# DATA UNDER STUDY:
※

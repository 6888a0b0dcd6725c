//! Domain model for launcher entries.
//!
//! # Responsibility
//! - Define the entry record shared by store, matching and codec layers.
//! - Keep field validation next to the data it guards.
//!
//! # Invariants
//! - Every entry is identified by an opaque, immutable `EntryId`.
//! - `title` and `trigger` are non-blank whenever an entry is committed
//!   through the store.

pub mod entry;
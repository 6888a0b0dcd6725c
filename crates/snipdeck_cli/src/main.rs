//! Terminal front end for SnipDeck.
//!
//! # Responsibility
//! - Manage entries (add/edit/remove/list/clear) from the shell.
//! - Back up and restore the collection as snapshot files.
//! - Resolve a trigger to its payload through the same launcher session
//!   the GUI host uses, printing the payload instead of copying it.

use clap::{Parser, Subcommand};
use snipdeck_core::kv::SqliteKeyValueStore;
use snipdeck_core::{
    init_logging, search_entries, snapshot_file_name, ActivationEvent, EntryDraft, HostBridge,
    HostError, ItemStore, Launcher, LauncherConfig, MatchQuery, SelectionState,
};
use std::error::Error;
use std::io::Write;
use std::path::PathBuf;
use std::time::Instant;

#[derive(Parser, Debug)]
#[command(name = "snipdeck", version, about = "Trigger-word snippet launcher")]
struct Cli {
    /// Config file (TOML)
    #[arg(long, global = true, env = "SNIPDECK_CONFIG")]
    config: Option<PathBuf>,

    /// Database file; overrides the config
    #[arg(long, global = true, env = "SNIPDECK_DB_PATH")]
    db: Option<PathBuf>,

    /// Absolute directory for rolling log files
    #[arg(long, global = true)]
    log_dir: Option<String>,

    #[command(subcommand)]
    command: Command,
}

#[derive(Subcommand, Debug)]
enum Command {
    /// List entries in insertion order
    List,
    /// Add an entry
    Add {
        trigger: String,
        title: String,
        #[arg(long, default_value = "")]
        subtitle: String,
        /// Payload; `-` reads stdin
        #[arg(long, default_value = "")]
        data: String,
    },
    /// Replace every field of an existing entry
    Edit {
        id: String,
        trigger: String,
        title: String,
        #[arg(long, default_value = "")]
        subtitle: String,
        #[arg(long, default_value = "")]
        data: String,
    },
    /// Remove an entry (unknown ids are ignored)
    Remove { id: String },
    /// Remove every entry
    Clear {
        #[arg(long)]
        yes: bool,
    },
    /// Show ranked matches for a query
    Search {
        query: String,
        #[arg(long)]
        limit: Option<usize>,
    },
    /// Print the payload for a query, as the launcher would commit it
    Pick {
        /// Activation payload, e.g. `sn email` or `email`
        payload: String,
        /// Candidate row to commit when several match
        #[arg(long)]
        index: Option<usize>,
    },
    /// Write a snapshot file
    Export {
        /// Output file; defaults to a dated name in the current directory
        #[arg(long)]
        out: Option<PathBuf>,
    },
    /// Replace the whole collection with a snapshot file
    Import {
        file: PathBuf,
        /// Confirm the destructive replace
        #[arg(long)]
        yes: bool,
    },
}

/// Host that prints the committed payload to stdout.
struct StdoutHost;

impl HostBridge for StdoutHost {
    fn copy_text(&mut self, text: &str) -> Result<(), HostError> {
        let mut stdout = std::io::stdout().lock();
        stdout
            .write_all(text.as_bytes())
            .and_then(|()| stdout.flush())
            .map_err(|err| HostError::Clipboard(err.to_string()))
    }

    fn hide_window(&mut self) {}

    fn exit_plugin(&mut self) {}
}

fn main() {
    let cli = Cli::parse();
    if let Err(err) = run(cli) {
        eprintln!("Error: {err}");
        std::process::exit(1);
    }
}

fn run(cli: Cli) -> Result<(), Box<dyn Error>> {
    if let Some(log_dir) = &cli.log_dir {
        init_logging(snipdeck_core::default_log_level(), log_dir)?;
    }

    let mut config = match &cli.config {
        Some(path) => LauncherConfig::load(path)?,
        None => LauncherConfig::load_default()?,
    };
    if let Some(db) = cli.db {
        config.db_path = Some(db);
    }

    let kv = SqliteKeyValueStore::open(config.resolve_db_path())?;
    let mut store = ItemStore::open_with_key(kv, config.storage_key.clone())?;

    match cli.command {
        Command::List => {
            for entry in store.entries() {
                print_row(&entry.id, &entry.trigger, &entry.title, &entry.subtitle);
            }
        }
        Command::Add {
            trigger,
            title,
            subtitle,
            data,
        } => {
            let draft = EntryDraft::new(trigger, title)
                .subtitle(subtitle)
                .data(read_payload(data)?);
            let entry = store.add(draft)?;
            println!("{}", entry.id);
        }
        Command::Edit {
            id,
            trigger,
            title,
            subtitle,
            data,
        } => {
            let draft = EntryDraft::new(trigger, title)
                .subtitle(subtitle)
                .data(read_payload(data)?);
            store.update(&id, draft)?;
        }
        Command::Remove { id } => store.remove(&id)?,
        Command::Clear { yes } => {
            require_confirmation(yes, "clear")?;
            store.clear()?;
        }
        Command::Search { query, limit } => {
            let query = MatchQuery {
                text: query,
                limit,
            };
            for candidate in search_entries(store.entries(), &query) {
                let entry = &candidate.entry;
                print_row(&entry.id, &entry.trigger, &entry.title, &entry.subtitle);
            }
        }
        Command::Pick { payload, index } => pick(store, &config, &payload, index)?,
        Command::Export { out } => {
            let path = out.unwrap_or_else(|| {
                PathBuf::from(snapshot_file_name(chrono::Local::now().date_naive()))
            });
            std::fs::write(&path, store.export_snapshot().to_json_pretty()?)?;
            eprintln!("Exported {} entries to {}", store.len(), path.display());
        }
        Command::Import { file, yes } => {
            require_confirmation(yes, "import")?;
            let raw = std::fs::read_to_string(&file)?;
            let count = store.import_raw(&raw)?;
            eprintln!("Imported {count} entries from {}", file.display());
        }
    }
    Ok(())
}

/// Runs one search session: seeded payload, optional auto-commit wait,
/// then an explicit row commit when `index` is given.
fn pick(
    store: ItemStore<SqliteKeyValueStore>,
    config: &LauncherConfig,
    payload: &str,
    index: Option<usize>,
) -> Result<(), Box<dyn Error>> {
    let mut launcher = Launcher::new(store, StdoutHost, config);
    let search_code = config
        .search_codes
        .first()
        .cloned()
        .ok_or("config has no search code")?;
    launcher.enter(&ActivationEvent::new(search_code, payload), Instant::now());

    let deadline = launcher
        .search()
        .and_then(|session| session.controller().auto_commit_deadline());
    if let Some(deadline) = deadline {
        std::thread::sleep(deadline.saturating_duration_since(Instant::now()));
        launcher.tick(Instant::now())?;
    } else if let Some(index) = index {
        launcher.click(index)?;
    }

    if launcher.selection_state() == SelectionState::Committed {
        return Ok(());
    }

    for (row, candidate) in launcher.candidates().iter().enumerate() {
        let entry = &candidate.entry;
        eprintln!("[{row}] {}\t{}", entry.trigger, entry.title);
    }
    launcher.exit();
    Err("no unique match; pass --index to choose a row".into())
}

fn read_payload(data: String) -> Result<String, std::io::Error> {
    if data != "-" {
        return Ok(data);
    }
    std::io::read_to_string(std::io::stdin())
}

fn require_confirmation(yes: bool, action: &str) -> Result<(), Box<dyn Error>> {
    if yes {
        return Ok(());
    }
    Err(format!("{action} replaces every entry and cannot be undone; rerun with --yes").into())
}

fn print_row(id: &str, trigger: &str, title: &str, subtitle: &str) {
    if subtitle.is_empty() {
        println!("{id}\t{trigger}\t{title}");
    } else {
        println!("{id}\t{trigger}\t{title} ({subtitle})");
    }
}
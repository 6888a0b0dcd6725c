//! SQLite-backed key-value store.
//!
//! # Invariants
//! - Each `set` is one UPSERT statement, so a value is replaced atomically.
//! - The connection has migrations applied before it reaches this type.

use super::{KeyValueStore, KvResult};
use crate::db::{open_db, open_db_in_memory};
use rusqlite::{params, Connection, OptionalExtension};
use std::path::Path;

pub struct SqliteKeyValueStore {
    conn: Connection,
}

impl SqliteKeyValueStore {
    /// Wraps an already migrated connection (see [`crate::db::open_db`]).
    pub fn new(conn: Connection) -> Self {
        Self { conn }
    }

    /// Opens (creating if needed) the database file at `path`.
    pub fn open(path: impl AsRef<Path>) -> KvResult<Self> {
        Ok(Self::new(open_db(path)?))
    }

    pub fn open_in_memory() -> KvResult<Self> {
        Ok(Self::new(open_db_in_memory()?))
    }

    pub fn connection(&self) -> &Connection {
        &self.conn
    }
}

impl KeyValueStore for SqliteKeyValueStore {
    fn get(&self, key: &str) -> KvResult<Option<String>> {
        let value = self
            .conn
            .query_row(
                "SELECT value FROM kv_entries WHERE key = ?1;",
                [key],
                |row| row.get::<_, String>(0),
            )
            .optional()?;
        Ok(value)
    }

    fn set(&self, key: &str, value: &str) -> KvResult<()> {
        self.conn.execute(
            "INSERT INTO kv_entries (key, value) VALUES (?1, ?2)
             ON CONFLICT(key) DO UPDATE SET
                value = excluded.value,
                updated_at = (strftime('%s', 'now') * 1000);",
            params![key, value],
        )?;
        Ok(())
    }
}
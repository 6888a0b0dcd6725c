//! Host collaborator boundary.
//!
//! The launcher never reaches a global host object; it is handed a
//! `HostBridge` and calls it only to deliver a committed payload.

use std::error::Error;
use std::fmt::{Display, Formatter};

/// Host-side failure while delivering a payload.
#[derive(Debug, Clone, PartialEq, Eq)]
pub enum HostError {
    Clipboard(String),
}

impl Display for HostError {
    fn fmt(&self, f: &mut Formatter<'_>) -> std::fmt::Result {
        match self {
            Self::Clipboard(message) => write!(f, "clipboard write failed: {message}"),
        }
    }
}

impl Error for HostError {}

/// Capabilities the surrounding window host provides.
///
/// Session lifecycle runs the other way: the host calls
/// `Launcher::enter` / `Launcher::exit` on its enter and exit events.
pub trait HostBridge {
    fn copy_text(&mut self, text: &str) -> Result<(), HostError>;
    fn hide_window(&mut self);
    fn exit_plugin(&mut self);
}

/// Side effect requested from the host, in issue order.
#[derive(Debug, Clone, PartialEq, Eq)]
pub enum HostCommand {
    CopyText(String),
    HideWindow,
    ExitPlugin,
}

/// Host that records commands for a remote UI to drain and execute.
#[derive(Debug, Default)]
pub struct QueuedHost {
    commands: Vec<HostCommand>,
}

impl QueuedHost {
    pub fn new() -> Self {
        Self::default()
    }

    pub fn commands(&self) -> &[HostCommand] {
        &self.commands
    }

    /// Takes every pending command, leaving the queue empty.
    pub fn drain(&mut self) -> Vec<HostCommand> {
        std::mem::take(&mut self.commands)
    }
}

impl HostBridge for QueuedHost {
    fn copy_text(&mut self, text: &str) -> Result<(), HostError> {
        self.commands.push(HostCommand::CopyText(text.to_string()));
        Ok(())
    }

    fn hide_window(&mut self) {
        self.commands.push(HostCommand::HideWindow);
    }

    fn exit_plugin(&mut self) {
        self.commands.push(HostCommand::ExitPlugin);
    }
}
//! Launcher configuration.
//!
//! # Responsibility
//! - Load launcher settings from TOML with defaults for every field.
//! - Resolve the database location from env, file, then platform dirs.
//!
//! # Invariants
//! - Launcher keywords are two or three ASCII letters.
//! - Search and management activation codes never overlap.

use crate::repo::item_store::DEFAULT_STORAGE_KEY;
use once_cell::sync::Lazy;
use regex::Regex;
use serde::{Deserialize, Serialize};
use std::error::Error;
use std::fmt::{Display, Formatter};
use std::path::{Path, PathBuf};
use std::time::Duration;

/// Overrides the config file location.
pub const CONFIG_PATH_ENV: &str = "SNIPDECK_CONFIG";
/// Overrides the database file location.
pub const DB_PATH_ENV: &str = "SNIPDECK_DB_PATH";

const APP_DIR_NAME: &str = "snipdeck";
const CONFIG_FILE_NAME: &str = "config.toml";
const DB_FILE_NAME: &str = "snipdeck.sqlite3";

static KEYWORD_RE: Lazy<Regex> =
    Lazy::new(|| Regex::new(r"^[A-Za-z]{2,3}$").expect("valid keyword regex"));

#[derive(Debug)]
pub enum ConfigError {
    Io { path: PathBuf, source: std::io::Error },
    Parse { path: PathBuf, source: toml::de::Error },
    InvalidKeyword(String),
    OverlappingCode(String),
}

impl Display for ConfigError {
    fn fmt(&self, f: &mut Formatter<'_>) -> std::fmt::Result {
        match self {
            Self::Io { path, source } => {
                write!(f, "failed to read config `{}`: {source}", path.display())
            }
            Self::Parse { path, source } => {
                write!(f, "invalid config `{}`: {source}", path.display())
            }
            Self::InvalidKeyword(value) => {
                write!(f, "launcher keyword must be 2-3 letters, got `{value}`")
            }
            Self::OverlappingCode(value) => {
                write!(f, "activation code `{value}` is both a search and a manage code")
            }
        }
    }
}

impl Error for ConfigError {
    fn source(&self) -> Option<&(dyn Error + 'static)> {
        match self {
            Self::Io { source, .. } => Some(source),
            Self::Parse { source, .. } => Some(source),
            Self::InvalidKeyword(_) | Self::OverlappingCode(_) => None,
        }
    }
}

#[derive(Debug, Clone, PartialEq, Eq, Serialize, Deserialize)]
#[serde(default)]
pub struct LauncherConfig {
    /// Activation codes that open the search screen.
    pub search_codes: Vec<String>,
    /// Activation codes that open the management screen.
    pub manage_codes: Vec<String>,
    /// Keywords stripped from `<keyword> <text>` activation payloads.
    pub launcher_keywords: Vec<String>,
    /// Settle delay before auto-commit, in milliseconds.
    pub settle_delay_ms: u64,
    /// Key the collection blob is stored under.
    pub storage_key: String,
    /// Explicit database file. Falls back to the platform data dir.
    pub db_path: Option<PathBuf>,
}

impl Default for LauncherConfig {
    fn default() -> Self {
        Self {
            search_codes: vec!["snipdeck-search".to_string()],
            manage_codes: vec!["snipdeck-manage".to_string()],
            launcher_keywords: vec!["sn".to_string(), "snp".to_string()],
            settle_delay_ms: 100,
            storage_key: DEFAULT_STORAGE_KEY.to_string(),
            db_path: None,
        }
    }
}

impl LauncherConfig {
    /// Loads and validates a TOML config file.
    pub fn load(path: impl AsRef<Path>) -> Result<Self, ConfigError> {
        let path = path.as_ref();
        let raw = std::fs::read_to_string(path).map_err(|source| ConfigError::Io {
            path: path.to_path_buf(),
            source,
        })?;
        let config = toml::from_str::<Self>(&raw).map_err(|source| ConfigError::Parse {
            path: path.to_path_buf(),
            source,
        })?;
        config.validate()?;
        Ok(config)
    }

    /// Loads `$SNIPDECK_CONFIG`, else the per-user config file, else defaults.
    pub fn load_default() -> Result<Self, ConfigError> {
        if let Some(path) = env_path(CONFIG_PATH_ENV) {
            return Self::load(path);
        }
        match default_config_path() {
            Some(path) if path.is_file() => Self::load(path),
            _ => Ok(Self::default()),
        }
    }

    pub fn validate(&self) -> Result<(), ConfigError> {
        if let Some(bad) = self
            .launcher_keywords
            .iter()
            .find(|keyword| !KEYWORD_RE.is_match(keyword))
        {
            return Err(ConfigError::InvalidKeyword(bad.clone()));
        }
        if let Some(code) = self
            .search_codes
            .iter()
            .find(|code| self.manage_codes.contains(code))
        {
            return Err(ConfigError::OverlappingCode(code.clone()));
        }
        Ok(())
    }

    pub fn settle_delay(&self) -> Duration {
        Duration::from_millis(self.settle_delay_ms)
    }

    /// Database file: `$SNIPDECK_DB_PATH`, then `db_path`, then the platform
    /// data dir, then the temp dir.
    pub fn resolve_db_path(&self) -> PathBuf {
        if let Some(path) = env_path(DB_PATH_ENV) {
            return path;
        }
        if let Some(path) = &self.db_path {
            return path.clone();
        }
        dirs::data_dir()
            .map(|dir| dir.join(APP_DIR_NAME))
            .unwrap_or_else(std::env::temp_dir)
            .join(DB_FILE_NAME)
    }
}

/// Per-user config file location, e.g. `~/.config/snipdeck/config.toml`.
pub fn default_config_path() -> Option<PathBuf> {
    dirs::config_dir().map(|dir| dir.join(APP_DIR_NAME).join(CONFIG_FILE_NAME))
}

fn env_path(name: &str) -> Option<PathBuf> {
    let raw = std::env::var(name).ok()?;
    let trimmed = raw.trim();
    if trimmed.is_empty() {
        return None;
    }
    Some(PathBuf::from(trimmed))
}
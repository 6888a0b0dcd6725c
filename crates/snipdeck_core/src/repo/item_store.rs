//! Item store over an injected key-value capability.
//!
//! # Invariants
//! - Insertion order is preserved; `update` edits in place.
//! - `remove` of an absent id is a no-op and performs no write.
//! - The whole collection is written as one JSON blob under `storage_key`.

use crate::codec::{self, CodecError, Snapshot};
use crate::kv::{KeyValueStore, KvError};
use crate::model::entry::{Collection, Entry, EntryDraft, EntryId, EntryValidationError};
use log::{error, info, warn};
use std::error::Error;
use std::fmt::{Display, Formatter};

/// Key under which the collection blob is stored by default.
pub const DEFAULT_STORAGE_KEY: &str = "snippets";

pub type StoreResult<T> = Result<T, StoreError>;

/// Item store error taxonomy surfaced to interactive callers.
#[derive(Debug)]
pub enum StoreError {
    /// Required field missing on create/update.
    Validation(EntryValidationError),
    /// Update targeted an id that is not in the collection.
    NotFound(EntryId),
    /// Persisted blob exists but is not a serialized collection.
    Corrupted(String),
    /// Import payload rejected by the codec.
    Codec(CodecError),
    Kv(KvError),
    /// Collection could not be encoded for persistence.
    Encode(String),
}

impl Display for StoreError {
    fn fmt(&self, f: &mut Formatter<'_>) -> std::fmt::Result {
        match self {
            Self::Validation(err) => write!(f, "{err}"),
            Self::NotFound(id) => write!(f, "entry not found: {id}"),
            Self::Corrupted(message) => write!(f, "persisted collection is corrupted: {message}"),
            Self::Codec(err) => write!(f, "{err}"),
            Self::Kv(err) => write!(f, "{err}"),
            Self::Encode(message) => write!(f, "failed to encode collection: {message}"),
        }
    }
}

impl Error for StoreError {
    fn source(&self) -> Option<&(dyn Error + 'static)> {
        match self {
            Self::Validation(err) => Some(err),
            Self::Codec(err) => Some(err),
            Self::Kv(err) => Some(err),
            Self::NotFound(_) | Self::Corrupted(_) | Self::Encode(_) => None,
        }
    }
}

impl From<EntryValidationError> for StoreError {
    fn from(value: EntryValidationError) -> Self {
        Self::Validation(value)
    }
}

impl From<CodecError> for StoreError {
    fn from(value: CodecError) -> Self {
        Self::Codec(value)
    }
}

impl From<KvError> for StoreError {
    fn from(value: KvError) -> Self {
        Self::Kv(value)
    }
}

/// Single source of truth for the entry collection.
///
/// The collection is read once on [`ItemStore::open`] and served from memory
/// afterwards; every mutation writes the full collection back.
pub struct ItemStore<S: KeyValueStore> {
    kv: S,
    storage_key: String,
    entries: Collection,
}

impl<S: KeyValueStore> ItemStore<S> {
    /// Opens the store under [`DEFAULT_STORAGE_KEY`] and loads the collection.
    pub fn open(kv: S) -> StoreResult<Self> {
        Self::open_with_key(kv, DEFAULT_STORAGE_KEY)
    }

    /// Opens the store under a custom key and loads the collection.
    ///
    /// # Errors
    /// - `Corrupted` when a blob exists but does not parse.
    /// - `Kv` when the backend read fails.
    pub fn open_with_key(kv: S, storage_key: impl Into<String>) -> StoreResult<Self> {
        let mut store = Self {
            kv,
            storage_key: storage_key.into(),
            entries: Vec::new(),
        };
        store.load()?;
        Ok(store)
    }

    /// Re-reads the persisted collection, refreshing the in-memory copy.
    ///
    /// Returns the empty collection when nothing has been stored yet.
    pub fn load(&mut self) -> StoreResult<&[Entry]> {
        let Some(raw) = self.kv.get(&self.storage_key)? else {
            self.entries.clear();
            return Ok(&self.entries);
        };

        let entries = serde_json::from_str::<Collection>(&raw).map_err(|err| {
            error!(
                "event=store_load module=store status=error error_code=corrupted bytes={} error={}",
                raw.len(),
                err
            );
            StoreError::Corrupted(err.to_string())
        })?;

        info!(
            "event=store_load module=store status=ok entry_count={}",
            entries.len()
        );
        self.entries = entries;
        Ok(&self.entries)
    }

    /// Current in-memory collection in insertion order.
    pub fn entries(&self) -> &[Entry] {
        &self.entries
    }

    pub fn len(&self) -> usize {
        self.entries.len()
    }

    pub fn is_empty(&self) -> bool {
        self.entries.is_empty()
    }

    pub fn get(&self, id: &str) -> Option<&Entry> {
        self.entries.iter().find(|entry| entry.id == id)
    }

    /// Overwrites the persisted collection wholesale.
    pub fn replace(&mut self, entries: Collection) -> StoreResult<()> {
        self.persist(&entries)?;
        self.entries = entries;
        info!(
            "event=store_replace module=store status=ok entry_count={}",
            self.entries.len()
        );
        Ok(())
    }

    /// Validates and appends a new entry with a fresh id.
    pub fn add(&mut self, draft: EntryDraft) -> StoreResult<Entry> {
        draft.validate()?;

        let entry = Entry::new(draft);
        let mut next = self.entries.clone();
        next.push(entry.clone());
        self.persist(&next)?;
        self.entries = next;

        info!(
            "event=store_add module=store status=ok entry_count={}",
            self.entries.len()
        );
        Ok(entry)
    }

    /// Replaces the editable fields of `id` in place.
    ///
    /// # Errors
    /// - `NotFound` when `id` is absent (checked before validation).
    /// - `Validation` when the draft has a blank title or trigger.
    pub fn update(&mut self, id: &str, draft: EntryDraft) -> StoreResult<Entry> {
        let Some(position) = self.entries.iter().position(|entry| entry.id == id) else {
            return Err(StoreError::NotFound(id.to_string()));
        };
        draft.validate()?;

        let mut next = self.entries.clone();
        next[position].apply(draft);
        let updated = next[position].clone();
        self.persist(&next)?;
        self.entries = next;

        info!("event=store_update module=store status=ok position={position}");
        Ok(updated)
    }

    /// Removes `id` if present. Absent ids are ignored.
    pub fn remove(&mut self, id: &str) -> StoreResult<()> {
        if !self.entries.iter().any(|entry| entry.id == id) {
            return Ok(());
        }

        let next = self
            .entries
            .iter()
            .filter(|entry| entry.id != id)
            .cloned()
            .collect::<Collection>();
        self.persist(&next)?;
        self.entries = next;

        info!(
            "event=store_remove module=store status=ok entry_count={}",
            self.entries.len()
        );
        Ok(())
    }

    pub fn clear(&mut self) -> StoreResult<()> {
        self.replace(Vec::new())
    }

    /// Wraps the current collection into an export snapshot.
    pub fn export_snapshot(&self) -> Snapshot {
        codec::export_snapshot(&self.entries)
    }

    /// Parses `raw` and replaces the whole collection with it.
    ///
    /// Destructive: there is no merge or undo, so callers confirm first.
    /// Field-level problems are logged but do not block the import.
    pub fn import_raw(&mut self, raw: &str) -> StoreResult<usize> {
        let report = codec::import_report(raw).map_err(|err| {
            warn!("event=store_import module=store status=error error={err}");
            err
        })?;

        for issue in &report.issues {
            warn!("event=store_import module=store status=warn issue=\"{issue}\"");
        }

        let count = report.entries.len();
        self.replace(report.entries)?;
        Ok(count)
    }

    pub fn kv(&self) -> &S {
        &self.kv
    }

    fn persist(&self, entries: &[Entry]) -> StoreResult<()> {
        let encoded =
            serde_json::to_string(entries).map_err(|err| StoreError::Encode(err.to_string()))?;
        self.kv.set(&self.storage_key, &encoded).map_err(|err| {
            error!("event=store_persist module=store status=error error={err}");
            StoreError::from(err)
        })
    }
}

#[cfg(test)]
mod tests {
    use super::{ItemStore, StoreError, DEFAULT_STORAGE_KEY};
    use crate::kv::{KeyValueStore, KvError, KvResult, MemoryKeyValueStore};
    use crate::model::entry::{EntryDraft, EntryValidationError};
    use std::cell::Cell;

    /// Memory store whose writes can be switched off.
    #[derive(Default)]
    struct FlakyStore {
        inner: MemoryKeyValueStore,
        fail_writes: Cell<bool>,
    }

    impl KeyValueStore for FlakyStore {
        fn get(&self, key: &str) -> KvResult<Option<String>> {
            self.inner.get(key)
        }

        fn set(&self, key: &str, value: &str) -> KvResult<()> {
            if self.fail_writes.get() {
                return Err(KvError::Unavailable("disk full".to_string()));
            }
            self.inner.set(key, value)
        }
    }

    #[test]
    fn missing_blob_loads_as_empty() {
        let store = ItemStore::open(MemoryKeyValueStore::new()).unwrap();
        assert!(store.is_empty());
    }

    #[test]
    fn corrupt_blob_fails_open() {
        let kv = MemoryKeyValueStore::with_value(DEFAULT_STORAGE_KEY, "{oops");
        let err = ItemStore::open(kv).err().expect("corrupt blob must fail");
        assert!(matches!(err, StoreError::Corrupted(_)));
    }

    #[test]
    fn add_rejects_blank_fields_without_mutation() {
        let mut store = ItemStore::open(MemoryKeyValueStore::new()).unwrap();
        let err = store.add(EntryDraft::new("", "Title")).unwrap_err();
        assert!(matches!(
            err,
            StoreError::Validation(EntryValidationError::EmptyTrigger)
        ));
        assert!(store.is_empty());
        assert_eq!(store.kv().get(DEFAULT_STORAGE_KEY).unwrap(), None);
    }

    #[test]
    fn update_missing_id_reports_not_found() {
        let mut store = ItemStore::open(MemoryKeyValueStore::new()).unwrap();
        let err = store
            .update("nope", EntryDraft::new("t", "T"))
            .unwrap_err();
        assert!(matches!(err, StoreError::NotFound(id) if id == "nope"));
    }

    #[test]
    fn failed_write_leaves_memory_untouched() {
        let mut store = ItemStore::open(FlakyStore::default()).unwrap();
        let kept = store.add(EntryDraft::new("keep", "Keep")).unwrap();

        store.kv().fail_writes.set(true);
        assert!(store.add(EntryDraft::new("new", "New")).is_err());
        assert!(store
            .update(&kept.id, EntryDraft::new("changed", "Changed"))
            .is_err());
        assert!(store.remove(&kept.id).is_err());
        assert!(store.clear().is_err());

        assert_eq!(store.entries(), std::slice::from_ref(&kept));
    }

    #[test]
    fn import_with_bad_shape_leaves_collection() {
        let mut store = ItemStore::open(MemoryKeyValueStore::new()).unwrap();
        store.add(EntryDraft::new("a", "A")).unwrap();

        let err = store.import_raw(r#"{"items": []}"#).unwrap_err();
        assert!(matches!(err, StoreError::Codec(_)));
        assert_eq!(store.len(), 1);
    }

    #[test]
    fn import_keeps_loose_records_and_persists_filled_ids() {
        let mut store = ItemStore::open(MemoryKeyValueStore::new()).unwrap();
        let count = store
            .import_raw(r#"[{"title":"A","trigger":"a","subtitle":null,"data":null}]"#)
            .unwrap();
        assert_eq!(count, 1);

        let imported = store.entries()[0].clone();
        assert!(!imported.id.is_empty());
        assert_eq!(imported.subtitle, "");
        assert_eq!(imported.data, "");

        let reopened = ItemStore::open(store.kv()).unwrap();
        assert_eq!(reopened.entries(), std::slice::from_ref(&imported));
    }
}
//! In-process key-value store for tests and ephemeral sessions.

use super::{KeyValueStore, KvResult};
use std::cell::RefCell;
use std::collections::BTreeMap;

#[derive(Debug, Default)]
pub struct MemoryKeyValueStore {
    values: RefCell<BTreeMap<String, String>>,
}

impl MemoryKeyValueStore {
    pub fn new() -> Self {
        Self::default()
    }

    /// Seeds a store with one raw value, e.g. a hand-crafted blob.
    pub fn with_value(key: impl Into<String>, value: impl Into<String>) -> Self {
        let store = Self::default();
        store.values.borrow_mut().insert(key.into(), value.into());
        store
    }
}

impl KeyValueStore for MemoryKeyValueStore {
    fn get(&self, key: &str) -> KvResult<Option<String>> {
        Ok(self.values.borrow().get(key).cloned())
    }

    fn set(&self, key: &str, value: &str) -> KvResult<()> {
        self.values
            .borrow_mut()
            .insert(key.to_string(), value.to_string());
        Ok(())
    }
}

※

# ACTIVITY:
In the records, locate each line holding the string "must" and copy it.

# TASK SOLUTION:
                write!(f, "launcher keyword must be 2-3 letters, got `{value}`")
        let err = ItemStore::open(kv).err().expect("corrupt blob must fail");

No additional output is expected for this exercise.